- **Instructions for the task**
Copy each line of the records below that mentions the word "action".

- **Task data**

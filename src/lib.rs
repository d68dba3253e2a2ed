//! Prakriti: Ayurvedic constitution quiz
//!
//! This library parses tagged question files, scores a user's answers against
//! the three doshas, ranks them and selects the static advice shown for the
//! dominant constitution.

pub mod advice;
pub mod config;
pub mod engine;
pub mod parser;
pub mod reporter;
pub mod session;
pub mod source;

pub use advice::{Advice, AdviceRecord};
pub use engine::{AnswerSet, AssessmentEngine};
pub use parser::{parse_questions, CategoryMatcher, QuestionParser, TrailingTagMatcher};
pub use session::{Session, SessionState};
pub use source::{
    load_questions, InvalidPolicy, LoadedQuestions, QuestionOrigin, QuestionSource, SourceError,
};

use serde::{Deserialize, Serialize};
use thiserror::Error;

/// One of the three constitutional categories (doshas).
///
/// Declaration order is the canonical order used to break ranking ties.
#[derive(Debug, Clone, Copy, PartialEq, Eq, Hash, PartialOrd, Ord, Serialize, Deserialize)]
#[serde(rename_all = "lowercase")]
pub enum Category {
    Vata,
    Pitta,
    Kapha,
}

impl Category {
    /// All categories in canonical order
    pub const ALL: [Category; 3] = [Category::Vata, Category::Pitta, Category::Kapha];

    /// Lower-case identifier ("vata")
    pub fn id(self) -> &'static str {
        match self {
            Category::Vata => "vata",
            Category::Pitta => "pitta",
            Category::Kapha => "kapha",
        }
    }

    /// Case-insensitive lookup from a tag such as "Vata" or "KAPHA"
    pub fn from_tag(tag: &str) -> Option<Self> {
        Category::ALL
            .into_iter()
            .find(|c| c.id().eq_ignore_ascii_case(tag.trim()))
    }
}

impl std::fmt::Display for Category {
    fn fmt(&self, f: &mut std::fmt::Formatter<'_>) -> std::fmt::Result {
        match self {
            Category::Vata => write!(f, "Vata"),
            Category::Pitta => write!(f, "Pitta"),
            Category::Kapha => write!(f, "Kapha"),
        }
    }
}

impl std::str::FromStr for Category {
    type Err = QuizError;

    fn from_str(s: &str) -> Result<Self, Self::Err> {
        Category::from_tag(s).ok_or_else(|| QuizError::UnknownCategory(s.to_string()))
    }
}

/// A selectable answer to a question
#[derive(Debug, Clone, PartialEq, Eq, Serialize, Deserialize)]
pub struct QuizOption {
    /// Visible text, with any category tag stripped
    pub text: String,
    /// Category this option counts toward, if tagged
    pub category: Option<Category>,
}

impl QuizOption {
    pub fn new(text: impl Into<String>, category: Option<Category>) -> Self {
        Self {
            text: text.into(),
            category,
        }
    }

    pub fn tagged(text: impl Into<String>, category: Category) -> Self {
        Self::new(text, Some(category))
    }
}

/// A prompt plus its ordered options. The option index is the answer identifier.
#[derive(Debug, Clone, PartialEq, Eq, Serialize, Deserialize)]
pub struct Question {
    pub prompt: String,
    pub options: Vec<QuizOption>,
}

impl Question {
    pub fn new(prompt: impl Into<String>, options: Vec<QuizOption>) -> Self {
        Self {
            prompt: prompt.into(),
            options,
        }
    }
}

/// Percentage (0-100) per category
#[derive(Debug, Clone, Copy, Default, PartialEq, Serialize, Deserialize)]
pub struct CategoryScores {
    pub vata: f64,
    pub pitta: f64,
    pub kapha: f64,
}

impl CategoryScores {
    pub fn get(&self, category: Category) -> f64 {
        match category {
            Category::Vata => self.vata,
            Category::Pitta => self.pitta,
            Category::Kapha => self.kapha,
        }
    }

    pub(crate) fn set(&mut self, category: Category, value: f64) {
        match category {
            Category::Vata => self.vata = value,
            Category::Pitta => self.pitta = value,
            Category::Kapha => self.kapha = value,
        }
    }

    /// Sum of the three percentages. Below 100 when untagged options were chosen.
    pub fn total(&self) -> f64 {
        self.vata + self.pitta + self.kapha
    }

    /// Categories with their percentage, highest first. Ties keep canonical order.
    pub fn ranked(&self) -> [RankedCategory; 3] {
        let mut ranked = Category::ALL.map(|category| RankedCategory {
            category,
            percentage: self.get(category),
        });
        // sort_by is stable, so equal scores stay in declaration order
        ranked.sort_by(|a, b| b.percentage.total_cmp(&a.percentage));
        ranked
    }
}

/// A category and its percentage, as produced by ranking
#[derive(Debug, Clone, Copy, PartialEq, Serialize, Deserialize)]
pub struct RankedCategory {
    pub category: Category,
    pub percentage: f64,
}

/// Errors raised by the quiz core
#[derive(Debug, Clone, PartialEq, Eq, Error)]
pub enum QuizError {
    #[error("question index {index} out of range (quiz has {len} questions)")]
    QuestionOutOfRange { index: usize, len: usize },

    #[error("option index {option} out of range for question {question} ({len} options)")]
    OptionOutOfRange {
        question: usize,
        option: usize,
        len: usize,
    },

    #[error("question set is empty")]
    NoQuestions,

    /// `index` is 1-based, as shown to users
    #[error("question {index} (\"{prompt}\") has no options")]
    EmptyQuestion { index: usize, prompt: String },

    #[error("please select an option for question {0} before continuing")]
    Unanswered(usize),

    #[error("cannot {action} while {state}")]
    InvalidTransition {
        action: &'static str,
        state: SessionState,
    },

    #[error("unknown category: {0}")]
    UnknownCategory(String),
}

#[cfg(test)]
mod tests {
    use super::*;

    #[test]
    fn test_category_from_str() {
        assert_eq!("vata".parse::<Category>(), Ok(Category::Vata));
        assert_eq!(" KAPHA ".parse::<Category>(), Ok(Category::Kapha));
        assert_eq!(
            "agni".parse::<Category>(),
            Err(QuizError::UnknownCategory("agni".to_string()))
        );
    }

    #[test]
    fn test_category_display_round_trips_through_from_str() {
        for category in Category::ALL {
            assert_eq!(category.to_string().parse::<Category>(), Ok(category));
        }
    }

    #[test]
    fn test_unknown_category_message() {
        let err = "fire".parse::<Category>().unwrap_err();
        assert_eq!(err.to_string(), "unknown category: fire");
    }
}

- **Response area**
    #[error("cannot {action} while {state}")]
        action: &'static str,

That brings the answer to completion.